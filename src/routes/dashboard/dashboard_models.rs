use serde::{Deserialize, Serialize};

use crate::models::task::{TaskPriority, TaskStatus};

#[derive(Debug, Default, Serialize, PartialEq)]
#[serde(rename_all = "camelCase")]
pub struct StatusBreakdown {
    pub todo: i64,
    pub in_progress: i64,
    pub in_review: i64,
    pub done: i64,
}

impl StatusBreakdown {
    pub fn from_rows(rows: &[(TaskStatus, i64)]) -> Self {
        let mut breakdown = StatusBreakdown::default();
        for &(status, count) in rows {
            match status {
                TaskStatus::Todo => breakdown.todo += count,
                TaskStatus::InProgress => breakdown.in_progress += count,
                TaskStatus::InReview => breakdown.in_review += count,
                TaskStatus::Done => breakdown.done += count,
            }
        }
        breakdown
    }

    pub fn total(&self) -> i64 {
        self.todo + self.in_progress + self.in_review + self.done
    }
}

#[derive(Debug, Default, Serialize, PartialEq)]
pub struct PriorityBreakdown {
    pub low: i64,
    pub medium: i64,
    pub high: i64,
    pub urgent: i64,
}

impl PriorityBreakdown {
    pub fn from_rows(rows: &[(TaskPriority, i64)]) -> Self {
        let mut breakdown = PriorityBreakdown::default();
        for &(priority, count) in rows {
            match priority {
                TaskPriority::Low => breakdown.low += count,
                TaskPriority::Medium => breakdown.medium += count,
                TaskPriority::High => breakdown.high += count,
                TaskPriority::Urgent => breakdown.urgent += count,
            }
        }
        breakdown
    }
}

/// Percentage of done tasks, rounded to two decimals; 0 when there are no tasks.
pub fn completion_rate(done: i64, total: i64) -> f64 {
    if total <= 0 {
        return 0.0;
    }
    (done as f64 / total as f64 * 10_000.0).round() / 100.0
}

#[derive(Debug, Serialize)]
#[serde(rename_all = "camelCase")]
pub struct DashboardStats {
    pub total_projects: i64,
    pub total_tasks: i64,
    pub tasks_by_status: StatusBreakdown,
    pub tasks_by_priority: PriorityBreakdown,
    pub overdue_tasks: i64,
    pub my_open_tasks: i64,
    pub completed_this_week: i64,
    pub unread_notifications: i64,
    pub completion_rate: f64,
}

#[derive(Deserialize)]
pub struct RecentTasksQuery {
    pub limit: Option<i64>,
}

impl RecentTasksQuery {
    pub fn limit(&self) -> i64 {
        self.limit.unwrap_or(5).clamp(1, 20)
    }
}

#[derive(Deserialize)]
pub struct UpcomingQuery {
    pub days: Option<i64>,
}

impl UpcomingQuery {
    pub fn days(&self) -> i64 {
        self.days.unwrap_or(7).clamp(1, 90)
    }
}

#[cfg(test)]
mod tests {
    use super::*;

    #[test]
    fn completion_rate_is_a_rounded_percentage() {
        assert_eq!(completion_rate(0, 0), 0.0);
        assert_eq!(completion_rate(1, 4), 25.0);
        assert_eq!(completion_rate(2, 3), 66.67);
        assert_eq!(completion_rate(5, 5), 100.0);
    }

    #[test]
    fn breakdown_fills_missing_statuses_with_zero() {
        let breakdown = StatusBreakdown::from_rows(&[(TaskStatus::Done, 4), (TaskStatus::Todo, 2)]);
        assert_eq!(
            breakdown,
            StatusBreakdown {
                todo: 2,
                in_progress: 0,
                in_review: 0,
                done: 4
            }
        );
        assert_eq!(breakdown.total(), 6);
    }

    #[test]
    fn priority_breakdown_serializes_lowercase_keys() {
        let breakdown = PriorityBreakdown::from_rows(&[(TaskPriority::Urgent, 1)]);
        let json = serde_json::to_value(&breakdown).unwrap();
        assert_eq!(json["urgent"], 1);
        assert_eq!(json["low"], 0);
    }

    #[test]
    fn window_parameters_are_clamped() {
        assert_eq!(RecentTasksQuery { limit: None }.limit(), 5);
        assert_eq!(RecentTasksQuery { limit: Some(500) }.limit(), 20);
        assert_eq!(UpcomingQuery { days: Some(0) }.days(), 1);
        assert_eq!(UpcomingQuery { days: None }.days(), 7);
    }
}
use actix_web::{web, HttpResponse};
use log::info;
use sqlx::{PgPool, Postgres, QueryBuilder};

use super::projects_models::{
    AddMemberRequest, CreateProjectRequest, ProjectDetail, ProjectListQuery, UpdateProjectRequest,
};
use crate::access::{self, push_project_access};
use crate::auth::AuthUser;
use crate::error::AppError;
use crate::models::notification::NotificationType;
use crate::models::project::{Project, ProjectListItem, ProjectStatus};
use crate::models::project_member::{MemberDetail, ProjectMember};
use crate::models::user::UserSummary;
use crate::notifier::{notify_quietly, NewNotification};
use crate::realtime::RealtimeHub;
use crate::response::{self, Paginated};
use crate::validation::ValidJson;

fn push_project_filters(qb: &mut QueryBuilder<'_, Postgres>, query: &ProjectListQuery, user: &AuthUser) {
    qb.push(" WHERE ");
    push_project_access(qb, "p", user);
    if let Some(status) = query.status {
        qb.push(" AND p.status = ").push_bind(status);
    }
    if let Some(search) = query.search.as_deref().map(str::trim).filter(|s| !s.is_empty()) {
        let pattern = format!("%{}%", search);
        qb.push(" AND (p.name ILIKE ")
            .push_bind(pattern.clone())
            .push(" OR p.description ILIKE ")
            .push_bind(pattern)
            .push(")");
    }
}

async fn load_members(pool: &PgPool, project_id: i32) -> Result<Vec<MemberDetail>, AppError> {
    let members = sqlx::query_as::<_, MemberDetail>(
        "SELECT u.id AS user_id, u.username, u.email, u.first_name, u.last_name, pm.role, pm.joined_at
         FROM project_members pm
         JOIN users u ON u.id = pm.user_id
         WHERE pm.project_id = $1
         ORDER BY pm.joined_at",
    )
    .bind(project_id)
    .fetch_all(pool)
    .await?;
    Ok(members)
}

pub async fn list_projects(
    pool: web::Data<PgPool>,
    auth: AuthUser,
    query: web::Query<ProjectListQuery>,
) -> Result<HttpResponse, AppError> {
    let page = query.page();

    let mut count = QueryBuilder::new("SELECT COUNT(*) FROM projects p");
    push_project_filters(&mut count, &query, &auth);
    let total: i64 = count.build_query_scalar().fetch_one(pool.get_ref()).await?;

    let mut select = QueryBuilder::new(
        "SELECT p.*, u.username AS owner_username,
                (SELECT COUNT(*) FROM tasks t WHERE t.project_id = p.id) AS task_count,
                (SELECT COUNT(*) FROM project_members m WHERE m.project_id = p.id) AS member_count
         FROM projects p
         JOIN users u ON u.id = p.owner_id",
    );
    push_project_filters(&mut select, &query, &auth);
    select
        .push(" ORDER BY p.updated_at DESC LIMIT ")
        .push_bind(page.limit)
        .push(" OFFSET ")
        .push_bind(page.offset());
    let projects = select
        .build_query_as::<ProjectListItem>()
        .fetch_all(pool.get_ref())
        .await?;

    Ok(response::ok(
        "Projects retrieved",
        Paginated::new(projects, page, total),
    ))
}

pub async fn create_project(
    pool: web::Data<PgPool>,
    auth: AuthUser,
    request: ValidJson<CreateProjectRequest>,
) -> Result<HttpResponse, AppError> {
    let request = request.into_inner();
    info!("User {} creating project {}", auth.id, request.name);

    let project = sqlx::query_as::<_, Project>(
        "INSERT INTO projects (name, description, status, owner_id, start_date, end_date)
         VALUES ($1, $2, $3, $4, $5, $6)
         RETURNING *",
    )
    .bind(request.name.trim())
    .bind(request.description)
    .bind(request.status.unwrap_or(ProjectStatus::Active))
    .bind(auth.id)
    .bind(request.start_date)
    .bind(request.end_date)
    .fetch_one(pool.get_ref())
    .await?;

    Ok(response::created("Project created", project))
}

pub async fn get_project(
    pool: web::Data<PgPool>,
    auth: AuthUser,
    path: web::Path<i32>,
) -> Result<HttpResponse, AppError> {
    let project = access::ensure_project_access(pool.get_ref(), path.into_inner(), &auth).await?;

    let owner = sqlx::query_as::<_, UserSummary>(
        "SELECT id, username, email, first_name, last_name FROM users WHERE id = $1",
    )
    .bind(project.owner_id)
    .fetch_one(pool.get_ref())
    .await?;
    let members = load_members(pool.get_ref(), project.id).await?;

    Ok(response::ok(
        "Project retrieved",
        ProjectDetail {
            project,
            owner,
            members,
        },
    ))
}

pub async fn update_project(
    pool: web::Data<PgPool>,
    auth: AuthUser,
    path: web::Path<i32>,
    request: ValidJson<UpdateProjectRequest>,
) -> Result<HttpResponse, AppError> {
    let project = access::load_project(pool.get_ref(), path.into_inner()).await?;
    access::ensure_project_manager(&project, &auth)?;

    let project = request.into_inner().apply(project)?;
    let updated = sqlx::query_as::<_, Project>(
        "UPDATE projects
         SET name = $1, description = $2, status = $3, start_date = $4, end_date = $5, updated_at = NOW()
         WHERE id = $6
         RETURNING *",
    )
    .bind(&project.name)
    .bind(&project.description)
    .bind(project.status)
    .bind(project.start_date)
    .bind(project.end_date)
    .bind(project.id)
    .fetch_one(pool.get_ref())
    .await?;

    info!("Project {} updated by user {}", updated.id, auth.id);
    Ok(response::ok("Project updated", updated))
}

/// Removes the project with its tasks, their comments and dependency rows,
/// and its memberships, in one transaction.
pub async fn delete_project(
    pool: web::Data<PgPool>,
    auth: AuthUser,
    path: web::Path<i32>,
) -> Result<HttpResponse, AppError> {
    let project = access::load_project(pool.get_ref(), path.into_inner()).await?;
    access::ensure_project_manager(&project, &auth)?;

    let mut tx = pool.begin().await?;
    sqlx::query(
        "DELETE FROM task_comments WHERE task_id IN (SELECT id FROM tasks WHERE project_id = $1)",
    )
    .bind(project.id)
    .execute(&mut *tx)
    .await?;
    sqlx::query(
        "DELETE FROM task_dependencies
         WHERE task_id IN (SELECT id FROM tasks WHERE project_id = $1)
            OR depends_on_id IN (SELECT id FROM tasks WHERE project_id = $1)",
    )
    .bind(project.id)
    .execute(&mut *tx)
    .await?;
    sqlx::query("DELETE FROM tasks WHERE project_id = $1")
        .bind(project.id)
        .execute(&mut *tx)
        .await?;
    sqlx::query("DELETE FROM project_members WHERE project_id = $1")
        .bind(project.id)
        .execute(&mut *tx)
        .await?;
    sqlx::query("DELETE FROM projects WHERE id = $1")
        .bind(project.id)
        .execute(&mut *tx)
        .await?;
    tx.commit().await?;

    info!("Project {} deleted by user {}", project.id, auth.id);
    Ok(response::message("Project deleted"))
}

pub async fn list_members(
    pool: web::Data<PgPool>,
    auth: AuthUser,
    path: web::Path<i32>,
) -> Result<HttpResponse, AppError> {
    let project = access::ensure_project_access(pool.get_ref(), path.into_inner(), &auth).await?;
    let members = load_members(pool.get_ref(), project.id).await?;
    Ok(response::ok("Members retrieved", members))
}

pub async fn add_member(
    pool: web::Data<PgPool>,
    hub: web::Data<RealtimeHub>,
    auth: AuthUser,
    path: web::Path<i32>,
    request: ValidJson<AddMemberRequest>,
) -> Result<HttpResponse, AppError> {
    let request = request.into_inner();
    let project = access::load_project(pool.get_ref(), path.into_inner()).await?;
    access::ensure_project_manager(&project, &auth)?;

    if request.user_id == project.owner_id {
        return Err(AppError::bad_request(
            "OWNER_CANNOT_BE_MEMBER",
            "The project owner is already part of the project",
        ));
    }

    let member = sqlx::query_as::<_, ProjectMember>(
        "INSERT INTO project_members (project_id, user_id, role)
         VALUES ($1, $2, $3)
         RETURNING *",
    )
    .bind(project.id)
    .bind(request.user_id)
    .bind(request.role.as_deref().map(str::trim).unwrap_or("member"))
    .fetch_one(pool.get_ref())
    .await
    .map_err(|e| match AppError::from(e) {
        AppError::Conflict { .. } => {
            AppError::conflict("ALREADY_MEMBER", "User is already a member of this project")
        }
        AppError::BadRequest { .. } => AppError::not_found("User not found"),
        other => other,
    })?;

    notify_quietly(
        pool.get_ref(),
        &hub,
        NewNotification {
            user_id: member.user_id,
            kind: NotificationType::ProjectInvite,
            title: "Added to project".into(),
            message: format!("You were added to project \"{}\"", project.name),
            related_task_id: None,
            related_project_id: Some(project.id),
        },
    )
    .await;

    info!("User {} added to project {}", member.user_id, project.id);
    Ok(response::created("Member added", member))
}

/// Removing a member also unassigns their tasks in the project and closes
/// their live subscription to the project room.
pub async fn remove_member(
    pool: web::Data<PgPool>,
    hub: web::Data<RealtimeHub>,
    auth: AuthUser,
    path: web::Path<(i32, i32)>,
) -> Result<HttpResponse, AppError> {
    let (project_id, user_id) = path.into_inner();
    let project = access::load_project(pool.get_ref(), project_id).await?;
    access::ensure_project_manager(&project, &auth)?;

    let mut tx = pool.begin().await?;
    let result = sqlx::query("DELETE FROM project_members WHERE project_id = $1 AND user_id = $2")
        .bind(project.id)
        .bind(user_id)
        .execute(&mut *tx)
        .await?;
    if result.rows_affected() == 0 {
        return Err(AppError::not_found("Member not found"));
    }
    sqlx::query("UPDATE tasks SET assignee_id = NULL, updated_at = NOW() WHERE project_id = $1 AND assignee_id = $2")
        .bind(project.id)
        .bind(user_id)
        .execute(&mut *tx)
        .await?;
    tx.commit().await?;
    hub.revoke_project_access(user_id, project.id);

    info!("User {} removed from project {}", user_id, project.id);
    Ok(response::message("Member removed"))
}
--
> Aim of the exercise
Please return every line in the data that includes the string "CreateProjectRequest".

> Response to the exercise
    AddMemberRequest, CreateProjectRequest, ProjectDetail, ProjectListQuery, UpdateProjectRequest,
    request: ValidJson<CreateProjectRequest>,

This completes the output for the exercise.